*TRY IT*
A single number is the expected answer: the count of lines in the records below that contain "experiment".

Stored items:
#[cfg(test)]
mod tests {
    use super::*;
    use tempfile::TempDir;

    const CTX: &str = "/home/dev/demo";

    fn scratch() -> (TempDir, LogStore) {
        let dir = TempDir::new().unwrap();
        let store = LogStore::open(dir.path().join("graph.jsonl")).unwrap();
        (dir, store)
    }

    fn project() -> ProjectId {
        ProjectId::derive(CTX).unwrap()
    }

    fn append_node(store: &LogStore, node: Node) -> Node {
        match store.append(Record::Node(node), CTX).unwrap() {
            Record::Node(n) => n,
            _ => unreachable!(),
        }
    }

    #[test]
    fn append_stamps_timestamp_and_project() {
        let (_dir, store) = scratch();
        let node = append_node(&store, Node::actor(ProjectId::unscoped(), "first"));
        assert!(node.created_at.is_some());
        assert_eq!(node.project, project());
        assert_eq!(
            store.get(&node.id, &project()).unwrap().unwrap().content,
            "first"
        );
    }

    #[test]
    fn append_rejects_underivable_project_context() {
        let (_dir, store) = scratch();
        let err = store
            .append(Record::Node(Node::actor(ProjectId::unscoped(), "x")), "///")
            .unwrap_err();
        assert!(matches!(err, StoreError::InvalidProject(_)));
    }

    #[test]
    fn reload_reproduces_identical_view() {
        let (_dir, store) = scratch();
        let a = append_node(&store, Node::actor(ProjectId::unscoped(), "a"));
        let b = append_node(
            &store,
            Node::actor(ProjectId::unscoped(), "b").with_parents(vec![a.id]),
        );

        let reopened = LogStore::open(store.path()).unwrap();
        let nodes = reopened.nodes_chronological(&project()).unwrap();
        assert_eq!(nodes.len(), 2);
        assert_eq!(nodes[0].id, a.id);
        assert_eq!(nodes[1].id, b.id);
        // Children derived from parents pointers even though a's stored
        // record never listed b.
        assert_eq!(nodes[0].children, vec![b.id]);
    }

    #[test]
    fn last_record_for_an_id_wins() {
        let (_dir, store) = scratch();
        let node = append_node(&store, Node::actor(ProjectId::unscoped(), "v1"));
        let mut updated = node.clone();
        updated.content = "v2".into();
        store.append(Record::Node(updated), CTX).unwrap();

        let reopened = LogStore::open(store.path()).unwrap();
        let latest = reopened.get(&node.id, &project()).unwrap().unwrap();
        assert_eq!(latest.content, "v2");
        assert_eq!(reopened.nodes_chronological(&project()).unwrap().len(), 1);
    }

    #[test]
    fn reappending_a_node_preserves_its_creation_stamp() {
        let (_dir, store) = scratch();
        let node = append_node(&store, Node::actor(ProjectId::unscoped(), "original"));
        let stamp = node.created_at.unwrap();
        std::thread::sleep(Duration::from_millis(20));

        // The children-update half of a paired append.
        let mut updated = node.clone();
        updated.children.push(NodeId::new());
        store.append(Record::Node(updated), CTX).unwrap();

        let reopened = LogStore::open(store.path()).unwrap();
        let latest = reopened.get(&node.id, &project()).unwrap().unwrap();
        assert_eq!(latest.created_at, Some(stamp));
    }

    #[test]
    fn contended_lock_times_out_instead_of_hanging() {
        let (_dir, store) = scratch();
        append_node(&store, Node::actor(ProjectId::unscoped(), "seed"));
        let store = store.with_lock_timeout(Duration::from_millis(50));

        let holder = OpenOptions::new().append(true).open(store.path()).unwrap();
        holder.lock_exclusive().unwrap();

        let err = store
            .append(Record::Node(Node::actor(ProjectId::unscoped(), "blocked")), CTX)
            .unwrap_err();
        assert!(matches!(err, StoreError::LockTimeout(_)));
        FileExt::unlock(&holder).unwrap();
    }

    #[test]
    fn corrupt_lines_are_skipped_not_fatal() {
        let (_dir, store) = scratch();
        let a = append_node(&store, Node::actor(ProjectId::unscoped(), "kept"));
        {
            let mut f = OpenOptions::new().append(true).open(store.path()).unwrap();
            writeln!(f, "{{not json at all").unwrap();
        }
        let b = append_node(&store, Node::actor(ProjectId::unscoped(), "also kept"));

        let reopened = LogStore::open(store.path()).unwrap();
        let nodes = reopened.nodes_chronological(&project()).unwrap();
        assert_eq!(nodes.iter().map(|n| n.id).collect::<Vec<_>>(), vec![a.id, b.id]);
    }

    #[test]
    fn heads_excludes_referenced_parents() {
        let (_dir, store) = scratch();
        let a = append_node(&store, Node::actor(ProjectId::unscoped(), "a"));
        let b = append_node(
            &store,
            Node::actor(ProjectId::unscoped(), "b").with_parents(vec![a.id]),
        );

        let heads = store.heads(&project()).unwrap();
        assert_eq!(heads.len(), 1);
        assert_eq!(heads[0].id, b.id);
    }

    #[test]
    fn depth_counts_longest_path() {
        let (_dir, store) = scratch();
        let root = append_node(&store, Node::actor(ProjectId::unscoped(), "root"));
        let a = append_node(
            &store,
            Node::actor(ProjectId::unscoped(), "a").with_parents(vec![root.id]),
        );
        let b = append_node(
            &store,
            Node::actor(ProjectId::unscoped(), "b").with_parents(vec![a.id]),
        );
        let c = append_node(
            &store,
            Node::actor(ProjectId::unscoped(), "c").with_parents(vec![b.id]),
        );

        assert_eq!(store.depth(&root.id, &project()).unwrap(), 1);
        assert_eq!(store.depth(&c.id, &project()).unwrap(), 4);
    }

    #[test]
    fn depth_counts_the_long_side_of_a_diamond() {
        let (_dir, store) = scratch();
        let root = append_node(&store, Node::actor(ProjectId::unscoped(), "root"));
        let short = append_node(
            &store,
            Node::actor(ProjectId::unscoped(), "short").with_parents(vec![root.id]),
        );
        let long1 = append_node(
            &store,
            Node::actor(ProjectId::unscoped(), "long1").with_parents(vec![root.id]),
        );
        let long2 = append_node(
            &store,
            Node::actor(ProjectId::unscoped(), "long2").with_parents(vec![long1.id]),
        );
        let merge = append_node(
            &store,
            Node::actor(ProjectId::unscoped(), "merge").with_parents(vec![short.id, long2.id]),
        );

        assert_eq!(store.depth(&merge.id, &project()).unwrap(), 4);
    }

    #[test]
    fn depth_terminates_on_a_two_node_cycle() {
        // Hand-write a cycle directly; the workflow layer never produces one
        // but replay must still terminate on hostile input.
        let (_dir, store) = scratch();
        let a_id = NodeId::new();
        let b_id = NodeId::new();
        let mut a = Node::actor(ProjectId::unscoped(), "a");
        a.id = a_id;
        a.parents = vec![b_id];
        let mut b = Node::actor(ProjectId::unscoped(), "b");
        b.id = b_id;
        b.parents = vec![a_id];
        store.append(Record::Node(a), CTX).unwrap();
        store.append(Record::Node(b), CTX).unwrap();

        let depth = store.depth(&a_id, &project()).unwrap();
        assert!(depth >= 1 && depth <= 2, "bounded, got {depth}");
    }

    #[test]
    fn projects_never_cross() {
        let (_dir, store) = scratch();
        append_node(&store, Node::actor(ProjectId::unscoped(), "ours"));
        store
            .append(
                Record::Node(Node::actor(ProjectId::unscoped(), "theirs")),
                "/srv/other",
            )
            .unwrap();

        assert_eq!(store.nodes_chronological(&project()).unwrap().len(), 1);
        let projects = store.list_projects().unwrap();
        assert_eq!(projects.len(), 2);
    }

    #[test]
    fn reload_picks_up_external_appends() {
        let (_dir, store) = scratch();
        append_node(&store, Node::actor(ProjectId::unscoped(), "mine"));

        // A peer process writing to the same log.
        let peer = LogStore::open(store.path()).unwrap();
        peer.append(
            Record::Node(Node::actor(ProjectId::unscoped(), "peer write")),
            CTX,
        )
        .unwrap();

        // Private cache does not see it until an explicit reload.
        assert_eq!(store.nodes_chronological(&project()).unwrap().len(), 1);
        store.reload_project(&project()).unwrap();
        assert_eq!(store.nodes_chronological(&project()).unwrap().len(), 2);
    }

    #[test]
    fn resolve_branch_by_label_and_id() {
        let (_dir, store) = scratch();
        let labeled = append_node(
            &store,
            Node::actor(ProjectId::unscoped(), "start").with_branch_label("experiment"),
        );

        assert_eq!(
            store.resolve_branch("experiment", &project()).unwrap(),
            labeled.id
        );
        assert_eq!(
            store
                .resolve_branch(&labeled.id.to_string(), &project())
                .unwrap(),
            labeled.id
        );
        assert!(matches!(
            store.resolve_branch("nope", &project()),
            Err(StoreError::BranchNotFound(_))
        ));
    }

    #[test]
    fn artifact_records_round_trip() {
        let (_dir, store) = scratch();
        let artifact = ArtifactRef::new("auth module", "src/auth.ts").with_hash("abc123");
        store.append(Record::Artifact(artifact.clone()), CTX).unwrap();

        let reopened = LogStore::open(store.path()).unwrap();
        let listed = reopened.list_artifacts(&project()).unwrap();
        assert_eq!(listed.len(), 1);
        assert_eq!(listed[0].id, artifact.id);
        assert_eq!(listed[0].uri, "src/auth.ts");
        assert_eq!(listed[0].project, project());
    }
}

*RESPONSE AREA*
2